WHAT TO WORK ON = Using the listing below, report all lines holding the word "Returns".

DATA TO USE =
╔══
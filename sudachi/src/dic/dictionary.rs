/*
 *  Copyright (c) 2021 Works Applications Co., Ltd.
 *
 *  Licensed under the Apache License, Version 2.0 (the "License");
 *  you may not use this file except in compliance with the License.
 *  You may obtain a copy of the License at
 *
 *      http://www.apache.org/licenses/LICENSE-2.0
 *
 *   Unless required by applicable law or agreed to in writing, software
 *  distributed under the License is distributed on an "AS IS" BASIS,
 *  WITHOUT WARRANTIES OR CONDITIONS OF ANY KIND, either express or implied.
 *  See the License for the specific language governing permissions and
 *  limitations under the License.
 */

use std::fs::File;
use std::path::Path;

use memmap2::Mmap;

use crate::analysis::stateless_tokenizer::DictionaryAccess;
use crate::config::Config;
use crate::config::ConfigError::MissingArgument;
use crate::dic::grammar::Grammar;
use crate::dic::lexicon_set::LexiconSet;
use crate::dic::storage::{Storage, SudachiDicData};
use crate::dic::{DictionaryLoader, LoadedDictionary};
use crate::error::SudachiError::ConfigError;
use crate::error::{SudachiError, SudachiResult};
use crate::plugin::input_text::InputTextPlugin;
use crate::plugin::oov::OovProviderPlugin;
use crate::plugin::path_rewrite::PathRewritePlugin;
use crate::plugin::Plugins;

// It is self-referential struct with 'static lifetime as a workaround
// for the impossibility to specify the correct lifetime for
// those fields. Accessor functions always provide the correct lifetime,
// tied to the lifetime of the struct itself.
// It is safe to move this structure around because the
// pointers from memory mappings themselves are stable and
// will not change if the structure will be moved around.
// This structure is always read only after creation and is safe to share
// between threads.
pub struct JapaneseDictionary {
    storage: SudachiDicData,
    plugins: Plugins,
    //'static is a a lie, lifetime is the same with StorageBackend
    _grammar: Grammar<'static>,
    //'static is a a lie, lifetime is the same with StorageBackend
    _lexicon: LexiconSet<'static>,
}

fn map_file(path: &Path) -> SudachiResult<Storage> {
    let file = File::open(path)?;
    let mapping = unsafe { Mmap::map(&file) }?;
    Ok(Storage::File(mapping))
}

fn load_system_dic(cfg: &Config) -> SudachiResult<Storage> {
    match &cfg.system_dict {
        Some(p) => map_file(p).map_err(|e| e.with_context(p.as_os_str().to_string_lossy())),
        None => return Err(ConfigError(MissingArgument(String::from("system_dict")))),
    }
}
impl JapaneseDictionary {
    /// Creates a dictionary from the specified configuration
    /// Dictionaries will be read from disk
    pub fn from_cfg(cfg: &Config) -> SudachiResult<JapaneseDictionary> {
        let mut sb = SudachiDicData::new(load_system_dic(cfg)?);

        for udic in cfg.user_dicts.iter() {
            sb.add_user(
                map_file(udic.as_path())
                    .map_err(|e| e.with_context(udic.as_os_str().to_string_lossy()))?,
            )
        }

        Self::from_cfg_storage(cfg, sb)
    }

    /// Creats a dictionary from the specified configuration and storage
    pub fn from_cfg_storage(
        cfg: &Config,
        storage: SudachiDicData,
    ) -> SudachiResult<JapaneseDictionary> {
        let mut basic_dict = LoadedDictionary::from_system_dictionary(
            unsafe { storage.system_static_slice() },
            &cfg.character_definition_file,
        )?;

        let plugins = Plugins::load(cfg, &mut basic_dict.grammar)?;

        if plugins.oov.is_empty() {
            return Err(SudachiError::NoOOVPluginProvided);
        }

        for p in plugins.connect_cost.plugins() {
            p.edit(&mut basic_dict.grammar);
        }

        let mut dic = JapaneseDictionary {
            storage,
            plugins,
            _grammar: basic_dict.grammar,
            _lexicon: basic_dict.lexicon_set,
        };

        // this Vec is needed to prevent double borrowing of dic
        let user_dicts: Vec<_> = dic.storage.user_static_slice();
        for udic in user_dicts {
            dic = dic.merge_user_dictionary(udic)?;
        }

        Ok(dic)
    }

    /// Returns grammar with the correct lifetime
    pub fn grammar<'a>(&'a self) -> &Grammar<'a> {
        &self._grammar
    }

    /// Returns lexicon with the correct lifetime
    pub fn lexicon<'a>(&'a self) -> &LexiconSet<'a> {
        &self._lexicon
    }

    fn merge_user_dictionary(mut self, dictionary_bytes: &'static [u8]) -> SudachiResult<Self> {
        let user_dict = DictionaryLoader::read_user_dictionary(dictionary_bytes)?;

        // we need to update lexicon first, since it needs the current number of pos
        let mut user_lexicon = user_dict.lexicon;
        user_lexicon.update_cost(&self)?;

        self._lexicon
            .append(user_lexicon, self._grammar.pos_list.len())?;

        if let Some(g) = user_dict.grammar {
            self._grammar.merge(g);
        }

        Ok(self)
    }
}

impl DictionaryAccess for JapaneseDictionary {
    fn grammar(&self) -> &Grammar<'_> {
        self.grammar()
    }

    fn lexicon(&self) -> &LexiconSet<'_> {
        self.lexicon()
    }

    fn input_text_plugins(&self) -> &[Box<dyn InputTextPlugin + Sync + Send>] {
        self.plugins.input_text.plugins()
    }

    fn oov_provider_plugins(&self) -> &[Box<dyn OovProviderPlugin + Sync + Send>] {
        self.plugins.oov.plugins()
    }

    fn path_rewrite_plugins(&self) -> &[Box<dyn PathRewritePlugin + Sync + Send>] {
        self.plugins.path_rewrite.plugins()
    }
}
╚══
SOLVED EXERCISE =
    /// Returns grammar with the correct lifetime
    /// Returns lexicon with the correct lifetime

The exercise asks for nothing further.